Passage à l’acte, traumatisme, résilience et effets transgénérationnels
RODET Chantal (sous la direction), Ed. Chronique Sociale, 2014, 126 p.
De cet ensemble de contributions inspiré par une psychanalyse parfois un peu trop redondante et verbeuse, on retiendra surtout l’apport particulièrement brillant et éclairant des criminologues Valérie Moulin et Marc Dupuis, ainsi que l’exposé tout aussi lumineux de Serge Tisseron, les uns et les autres ouvrant et refermant la boucle, en partant de l’agression et arrivant au processus de résilience. Les premiers explicitent donc, avec succès, les explications multiples des passages à l’acte délinquant.

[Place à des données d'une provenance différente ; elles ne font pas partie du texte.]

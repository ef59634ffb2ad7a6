// src/types/mod.rs - Core event and outcome types shared across the engine

use serde::{Deserialize, Serialize};
use thiserror::Error;

/// A chat participant as seen on the wire.
#[derive(Debug, Clone, Serialize, Deserialize)]
pub struct UserRef {
    pub user_id: i64,
    pub username: Option<String>,
    pub first_name: String,
    pub is_bot: bool,
}

impl UserRef {
    /// Name used when addressing the user in chat notices.
    pub fn display_name(&self) -> &str {
        self.username.as_deref().unwrap_or(&self.first_name)
    }
}

/// An inbound group message to be moderated.
#[derive(Debug, Clone, Serialize, Deserialize)]
pub struct MessageEvent {
    pub chat_id: i64,
    pub message_id: i64,
    pub from: UserRef,
    pub text: Option<String>,
    /// Media caption, used when `text` is absent.
    pub caption: Option<String>,
    pub chat_title: Option<String>,
    pub timestamp: chrono::DateTime<chrono::Utc>,
}

impl MessageEvent {
    /// Message text, falling back to the media caption.
    pub fn content(&self) -> &str {
        self.text
            .as_deref()
            .or(self.caption.as_deref())
            .unwrap_or("")
    }
}

/// One or more users joining a chat in a single update.
#[derive(Debug, Clone, Serialize, Deserialize)]
pub struct NewMemberEvent {
    pub chat_id: i64,
    pub chat_title: Option<String>,
    pub members: Vec<UserRef>,
}

/// Events consumed by the moderation engine's intake loop.
#[derive(Debug, Clone, Serialize, Deserialize)]
pub enum ChatEvent {
    Message(MessageEvent),
    NewMembers(NewMemberEvent),
}

/// Why a message was removed.
#[derive(Debug, Clone, Copy, PartialEq, Eq, Serialize, Deserialize)]
pub enum Violation {
    Flood,
    Duplicate,
    Advertisement,
}

/// Outcome of running one message through the moderation pipeline.
#[derive(Debug, Clone, PartialEq, Eq, Serialize, Deserialize)]
pub enum MessageVerdict {
    /// Sender is a bot, nothing was checked.
    SkippedBot,
    /// Sender is a chat owner or administrator, nothing was checked.
    SkippedAdmin,
    /// A guard fired: the message was removed and `penalty` points deducted.
    Removed { violation: Violation, penalty: i64 },
    /// Clean message that earned activity points.
    Earned { amount: i64, new_balance: i64 },
    /// Clean message, no points awarded (cooldown or points disabled).
    Accepted,
}

/// Result of an operator-issued warning.
#[derive(Debug, Clone, Copy, PartialEq, Eq, Serialize, Deserialize)]
pub struct WarnOutcome {
    /// Warning count after this warning was recorded.
    pub count: i64,
    /// Threshold at which the engine escalates to a ban.
    pub limit: u32,
    /// Whether the escalation ban was actually applied.
    pub banned: bool,
}

/// A recorded warning against a user.
#[derive(Debug, Clone, Serialize, Deserialize)]
pub struct Warning {
    pub admin_id: i64,
    pub reason: Option<String>,
    pub timestamp: i64,
}

/// One row of a user's points history.
#[derive(Debug, Clone, Serialize, Deserialize)]
pub struct PointsEntry {
    pub change: i64,
    pub reason: Option<String>,
    pub timestamp: i64,
}

/// A leaderboard row.
#[derive(Debug, Clone, Copy, PartialEq, Eq, Serialize, Deserialize)]
pub struct LeaderboardEntry {
    pub user_id: i64,
    pub points: i64,
}

/// Per-chat moderation settings.
#[derive(Debug, Clone, PartialEq, Eq, Serialize, Deserialize)]
pub struct ChatSettings {
    pub chat_id: i64,
    pub welcome_message: Option<String>,
    pub rules: Option<String>,
    pub auto_delete_ads: bool,
    pub welcome_new_members: bool,
    pub auto_kick_bots: bool,
}

impl ChatSettings {
    /// Settings used for a chat that has never been configured.
    pub fn defaults(chat_id: i64) -> Self {
        Self {
            chat_id,
            welcome_message: None,
            rules: None,
            auto_delete_ads: true,
            welcome_new_members: true,
            auto_kick_bots: false,
        }
    }
}

/// Errors caused by invalid operator input, as opposed to internal failures.
#[derive(Debug, Error, PartialEq, Eq)]
pub enum GuardError {
    #[error("unknown setting '{0}'")]
    UnknownSetting(String),
    #[error("invalid value '{value}' for setting '{key}'")]
    InvalidSettingValue { key: String, value: String },
    #[error("point amount must be positive, got {0}")]
    InvalidAmount(i64),
    #[error("points value must not be negative, got {0}")]
    NegativeValue(i64),
}

#[cfg(test)]
mod tests {
    use super::*;

    #[test]
    fn display_name_prefers_username() {
        let user = UserRef {
            user_id: 1,
            username: Some("alice".to_string()),
            first_name: "Alice".to_string(),
            is_bot: false,
        };
        assert_eq!(user.display_name(), "alice");
    }

    #[test]
    fn display_name_falls_back_to_first_name() {
        let user = UserRef {
            user_id: 1,
            username: None,
            first_name: "Alice".to_string(),
            is_bot: false,
        };
        assert_eq!(user.display_name(), "Alice");
    }

    #[test]
    fn content_falls_back_to_caption() {
        let msg = MessageEvent {
            chat_id: -100,
            message_id: 1,
            from: UserRef {
                user_id: 1,
                username: None,
                first_name: "Alice".to_string(),
                is_bot: false,
            },
            text: None,
            caption: Some("check this out".to_string()),
            chat_title: None,
            timestamp: chrono::Utc::now(),
        };
        assert_eq!(msg.content(), "check this out");

        let empty = MessageEvent {
            text: None,
            caption: None,
            ..msg
        };
        assert_eq!(empty.content(), "");
    }

    #[test]
    fn events_parse_from_wire_json() {
        let payload = r#"{
            "Message": {
                "chat_id": -1001,
                "message_id": 77,
                "from": {
                    "user_id": 42,
                    "username": "alice",
                    "first_name": "Alice",
                    "is_bot": false
                },
                "text": "hello there",
                "caption": null,
                "chat_title": "Rust Hangout",
                "timestamp": "2026-08-24T12:00:00Z"
            }
        }"#;

        let event: ChatEvent = serde_json::from_str(payload).unwrap();
        match event {
            ChatEvent::Message(msg) => {
                assert_eq!(msg.chat_id, -1001);
                assert_eq!(msg.message_id, 77);
                assert_eq!(msg.from.display_name(), "alice");
                assert_eq!(msg.content(), "hello there");
            }
            other => panic!("unexpected event: {:?}", other),
        }
    }

    #[test]
    fn chat_settings_defaults() {
        let settings = ChatSettings::defaults(-100);
        assert!(settings.auto_delete_ads);
        assert!(settings.welcome_new_members);
        assert!(!settings.auto_kick_bots);
        assert!(settings.welcome_message.is_none());
    }
}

Refusant, pour leur part, la logique causale et déterministe qui se focalise sur les seules dimensions biologiques, psychiques, sociales ou historiques, ils démontrent la diversité et la polysémie des processus à l’œuvre et insistent sur la nécessité d’entrer dans une démarche compréhensive et pas seulement explicative. Et de préciser les différents axes à distinguer dans le discernement à faire émerger : la position subjective de l’auteur de l’infraction tout autant que celle de l’observateur ou de l’enquêteur, la dynamique processuelle qui a conduit et accompagné la transgression et le contexte global dans lequel elle a été commise. Serge Tisseron, de son côté, se focalise non sur les modalités à partir desquelles le traumatisme a été commis, mais sur les conditions dans lesquelles non seulement il a été vécu par la victime, mais aussi comment elle peut en guérir. Les blessures psychiques mal cicatrisées suintent soit sous la forme de symptômes surgissant, malgré les mécanismes de refoulement, soit sous la forme de reviviscences liées au processus de clivage. La thérapie consiste à permettre à la personne blessée de réussir à symboliser ce qu’elle a vécu, afin de mieux s’en détacher. C’est bien une empathie réciproque et mutuelle qui peut le permettre le mieux : accepter que l’autre me révèle à moi-même.